How to ensure the quality and integrity of scientific research? How to select the best research projects for funding and the best articles for publication?” One of the mechanisms historically built in science to answer such questions is the peer review process, which is being investigated by the project Research and Innovation Research: Indicators, Methods, and Evidence of Impacts, funded by the State of São Paulo Research Foundation (Fapesp). Such procedures are widely used by scientific journals, funding agencies, and other selection and decision-making entities at universities and research institutions. However, peer review is constrained by several types of biases. In addition, peer review acts in the delimitation (and, therefore, in inclusion and exclusion mechanisms) of knowledge fields, subfields, and research communities, influencing the status and recognition of researchers. [1]

In the case of academic journals, peer-review assessment involves the authors of the paper, the journal’s editor, and evaluators, experts technically capable of judging the submitted work. The assessment can be double-blind, that is, neither evaluators nor authors know each other’s identity; single-blind, in which the evaluator knows the authors; and open when author and reviewer identities are known. Each mechanism has its advocates and critics: a double-blind assessment can avoid misjudgment based on the author’s identity. In contrast, open evaluations can avoid criticism since the identities are publicized. In funding agencies, depending on the funding scheme, the applicant’s identity is often revealed, as some selection criteria are related to the academic trajectory and curriculum of the researchers. In this context, the assessment generally permeates more than one decision-making body (e.g., scientific committees) and has ad hoc evaluators and the agency’s staff.

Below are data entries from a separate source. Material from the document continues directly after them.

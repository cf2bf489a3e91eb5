//! Command repository for database operations.

use async_trait::async_trait;
use chrono::{DateTime, Utc};
use sqlx::PgPool;

use crate::entities::{attributes_to_json, CommandEntity, ScheduledCommandEntity};
use crate::metrics::QueryTimer;
use domain::models::{Command, ScheduledCommand};
use domain::services::{CommandStore, StoreError};

const COMMAND_COLUMNS: &str = r#"id, device_id, user_id, command_type, priority, status,
    parameters, raw_command, text_channel, queued_at, sent_at, delivered_at,
    executed_at, failed_at, retry_count, max_retries, expires_at, response,
    error_message, created_at, updated_at"#;

/// Repository for command-related database operations.
#[derive(Clone)]
pub struct CommandRepository {
    pool: PgPool,
}

impl CommandRepository {
    /// Creates a new CommandRepository with the given connection pool.
    pub fn new(pool: PgPool) -> Self {
        Self { pool }
    }
}

#[async_trait]
impl CommandStore for CommandRepository {
    async fn insert(&self, command: Command) -> Result<Command, StoreError> {
        let timer = QueryTimer::new("insert_command");
        let entity = sqlx::query_as::<_, CommandEntity>(&format!(
            r#"
            INSERT INTO commands (
                device_id, user_id, command_type, priority, status, parameters,
                raw_command, text_channel, queued_at, sent_at, delivered_at,
                executed_at, failed_at, retry_count, max_retries, expires_at,
                response, error_message, created_at, updated_at
            )
            VALUES ($1, $2, $3, $4, $5, $6, $7, $8, $9, $10, $11, $12, $13, $14,
                    $15, $16, $17, $18, $19, $20)
            RETURNING {COMMAND_COLUMNS}
            "#
        ))
        .bind(command.device_id)
        .bind(command.user_id)
        .bind(command.command_type.as_str())
        .bind(command.priority.as_str())
        .bind(command.status.as_str())
        .bind(attributes_to_json(&command.parameters))
        .bind(&command.raw_command)
        .bind(command.text_channel)
        .bind(command.queued_at)
        .bind(command.sent_at)
        .bind(command.delivered_at)
        .bind(command.executed_at)
        .bind(command.failed_at)
        .bind(command.retry_count)
        .bind(command.max_retries)
        .bind(command.expires_at)
        .bind(&command.response)
        .bind(&command.error_message)
        .bind(command.created_at)
        .bind(command.updated_at)
        .fetch_one(&self.pool)
        .await
        .map_err(super::map_err)?;
        timer.record();
        entity
            .into_domain()
            .ok_or_else(|| StoreError::Backend("command row round-trip failed".to_string()))
    }

    async fn update(&self, command: &Command) -> Result<(), StoreError> {
        let timer = QueryTimer::new("update_command");
        let result = sqlx::query(
            r#"
            UPDATE commands SET
                status = $2, parameters = $3, raw_command = $4, queued_at = $5,
                sent_at = $6, delivered_at = $7, executed_at = $8, failed_at = $9,
                retry_count = $10, expires_at = $11, response = $12,
                error_message = $13, updated_at = $14
            WHERE id = $1
            "#,
        )
        .bind(command.id)
        .bind(command.status.as_str())
        .bind(attributes_to_json(&command.parameters))
        .bind(&command.raw_command)
        .bind(command.queued_at)
        .bind(command.sent_at)
        .bind(command.delivered_at)
        .bind(command.executed_at)
        .bind(command.failed_at)
        .bind(command.retry_count)
        .bind(command.expires_at)
        .bind(&command.response)
        .bind(&command.error_message)
        .bind(command.updated_at)
        .execute(&self.pool)
        .await
        .map_err(super::map_err)?;
        timer.record();
        if result.rows_affected() == 0 {
            return Err(StoreError::NotFound);
        }
        Ok(())
    }

    async fn find_by_id(&self, id: i64) -> Result<Option<Command>, StoreError> {
        let entity = sqlx::query_as::<_, CommandEntity>(&format!(
            "SELECT {COMMAND_COLUMNS} FROM commands WHERE id = $1"
        ))
        .bind(id)
        .fetch_optional(&self.pool)
        .await
        .map_err(super::map_err)?;
        Ok(entity.and_then(CommandEntity::into_domain))
    }

    async fn list(&self, device_id: Option<i64>) -> Result<Vec<Command>, StoreError> {
        let entities = sqlx::query_as::<_, CommandEntity>(&format!(
            r#"
            SELECT {COMMAND_COLUMNS} FROM commands
            WHERE ($1::bigint IS NULL OR device_id = $1)
            ORDER BY created_at DESC, id DESC
            "#
        ))
        .bind(device_id)
        .fetch_all(&self.pool)
        .await
        .map_err(super::map_err)?;
        Ok(entities
            .into_iter()
            .filter_map(CommandEntity::into_domain)
            .collect())
    }

    async fn list_queued(&self) -> Result<Vec<Command>, StoreError> {
        let timer = QueryTimer::new("list_queued_commands");
        // Priority labels sort by explicit rank, then FIFO by queue instant.
        let entities = sqlx::query_as::<_, CommandEntity>(&format!(
            r#"
            SELECT {COMMAND_COLUMNS} FROM commands
            WHERE status = 'QUEUED'
            ORDER BY CASE priority
                         WHEN 'CRITICAL' THEN 0
                         WHEN 'HIGH' THEN 1
                         WHEN 'NORMAL' THEN 2
                         ELSE 3
                     END,
                     queued_at ASC NULLS LAST,
                     id ASC
            "#
        ))
        .fetch_all(&self.pool)
        .await
        .map_err(super::map_err)?;
        timer.record();
        Ok(entities
            .into_iter()
            .filter_map(CommandEntity::into_domain)
            .collect())
    }

    async fn list_due_scheduled(
        &self,
        now: DateTime<Utc>,
    ) -> Result<Vec<ScheduledCommand>, StoreError> {
        let entities = sqlx::query_as::<_, ScheduledCommandEntity>(
            r#"
            SELECT id, command_id, scheduled_at, repeat_interval_secs, max_repeats,
                   repeat_count, is_active
            FROM command_queue
            WHERE is_active AND scheduled_at <= $1
            ORDER BY scheduled_at ASC
            "#,
        )
        .bind(now)
        .fetch_all(&self.pool)
        .await
        .map_err(super::map_err)?;
        Ok(entities.into_iter().map(Into::into).collect())
    }

    async fn update_scheduled(&self, scheduled: &ScheduledCommand) -> Result<(), StoreError> {
        let result = sqlx::query(
            r#"
            UPDATE command_queue SET
                scheduled_at = $2, repeat_count = $3, is_active = $4
            WHERE id = $1
            "#,
        )
        .bind(scheduled.id)
        .bind(scheduled.scheduled_at)
        .bind(scheduled.repeat_count)
        .bind(scheduled.is_active)
        .execute(&self.pool)
        .await
        .map_err(super::map_err)?;
        if result.rows_affected() == 0 {
            return Err(StoreError::NotFound);
        }
        Ok(())
    }
}
//! SMS gateway collaborator for the text command channel.

use async_trait::async_trait;
use std::sync::Mutex;
use thiserror::Error;

/// Errors surfaced by an SMS gateway.
#[derive(Debug, Error)]
pub enum SmsError {
    #[error("gateway rejected the message: {0}")]
    Rejected(String),
    #[error("gateway unreachable: {0}")]
    Unreachable(String),
}

/// Outbound SMS delivery. The reply path stays unhooked; commands sent over
/// SMS only ever reach the SENT status.
#[async_trait]
pub trait SmsGateway: Send + Sync {
    async fn send(&self, phone: &str, body: &str) -> Result<(), SmsError>;
}

/// Mock gateway for development and testing. Records every send.
#[derive(Debug, Default)]
pub struct MockSmsGateway {
    pub simulate_failure: bool,
    sent: Mutex<Vec<(String, String)>>,
}

impl MockSmsGateway {
    pub fn new() -> Self {
        Self::default()
    }

    pub fn failing() -> Self {
        Self {
            simulate_failure: true,
            sent: Mutex::new(Vec::new()),
        }
    }

    /// Messages recorded so far as `(phone, body)` pairs.
    pub fn sent(&self) -> Vec<(String, String)> {
        self.sent.lock().unwrap().clone()
    }
}

#[async_trait]
impl SmsGateway for MockSmsGateway {
    async fn send(&self, phone: &str, body: &str) -> Result<(), SmsError> {
        if self.simulate_failure {
            tracing::warn!(phone = %phone, "Mock SMS gateway simulating failure");
            return Err(SmsError::Unreachable("simulated failure".to_string()));
        }
        tracing::info!(phone = %phone, body_len = body.len(), "Mock: would send SMS command");
        self.sent.lock().unwrap().push((phone.to_string(), body.to_string()));
        Ok(())
    }
}

#[cfg(test)]
mod tests {
    use super::*;

    #[tokio::test]
    async fn test_mock_gateway_records_sends() {
        let gateway = MockSmsGateway::new();
        gateway.send("+5585999990000", "REBOOT").await.unwrap();
        let sent = gateway.sent();
        assert_eq!(sent.len(), 1);
        assert_eq!(sent[0].0, "+5585999990000");
        assert_eq!(sent[0].1, "REBOOT");
    }

    #[tokio::test]
    async fn test_mock_gateway_failure() {
        let gateway = MockSmsGateway::failing();
        let result = gateway.send("+0", "X").await;
        assert!(matches!(result, Err(SmsError::Unreachable(_))));
        assert!(gateway.sent().is_empty());
    }
}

Some criticisms of the concept and practice of peer review have surfaced in the last decades, related to its inconsistency, mainly due to the frequent difference in opinions regarding the same article or project and the biases associated with this selection process. The biases related to the author’s characteristics stand out here, mainly related to gender inequalities, nationality, affiliation, language, and prestige of the author. In addition, biases can also be related to the reviewers’ profiles, given differences in culture, pattern, degree of expertise, and specialization in each knowledge field.

Finally, biases also relate to the article’s content or project being evaluated. In some cases, there is a tendency to assess more positively works that confirm the initial hypotheses of the study, as well as rejecting interdisciplinary research and riskier or daring projects which do not follow traditions or mainstream approaches, themes, and methods, evidencing a relative conservatism of evaluators. In this sense, peer review can also generate a particular risk aversion. In the case of funding agencies, the complexity of the decision-making and assessment process also entails another possibility of bias related to the agency managers’ own decisions, which may or may not follow what was recommended by the specialists. [2]

Another recurrent criticism refers to the reviewer’s work, which funding agencies and journals usually carry out on an unpaid basis, often needing adequate training or guidance.

The debate on the use of peer review in research funding agencies and its biases accompanies the very course of institutionalization of this practice. In this sense, while peer review crystallizes the autonomy of science, placing itself as the best available way to decide what to fund and what not to fund, it does not guarantee that the best decisions are made. As Mitroff and Chubin (1979) put it in a pioneering discussion on the subject, “(…) the process can be used to justify any decision” (p. 201). [3]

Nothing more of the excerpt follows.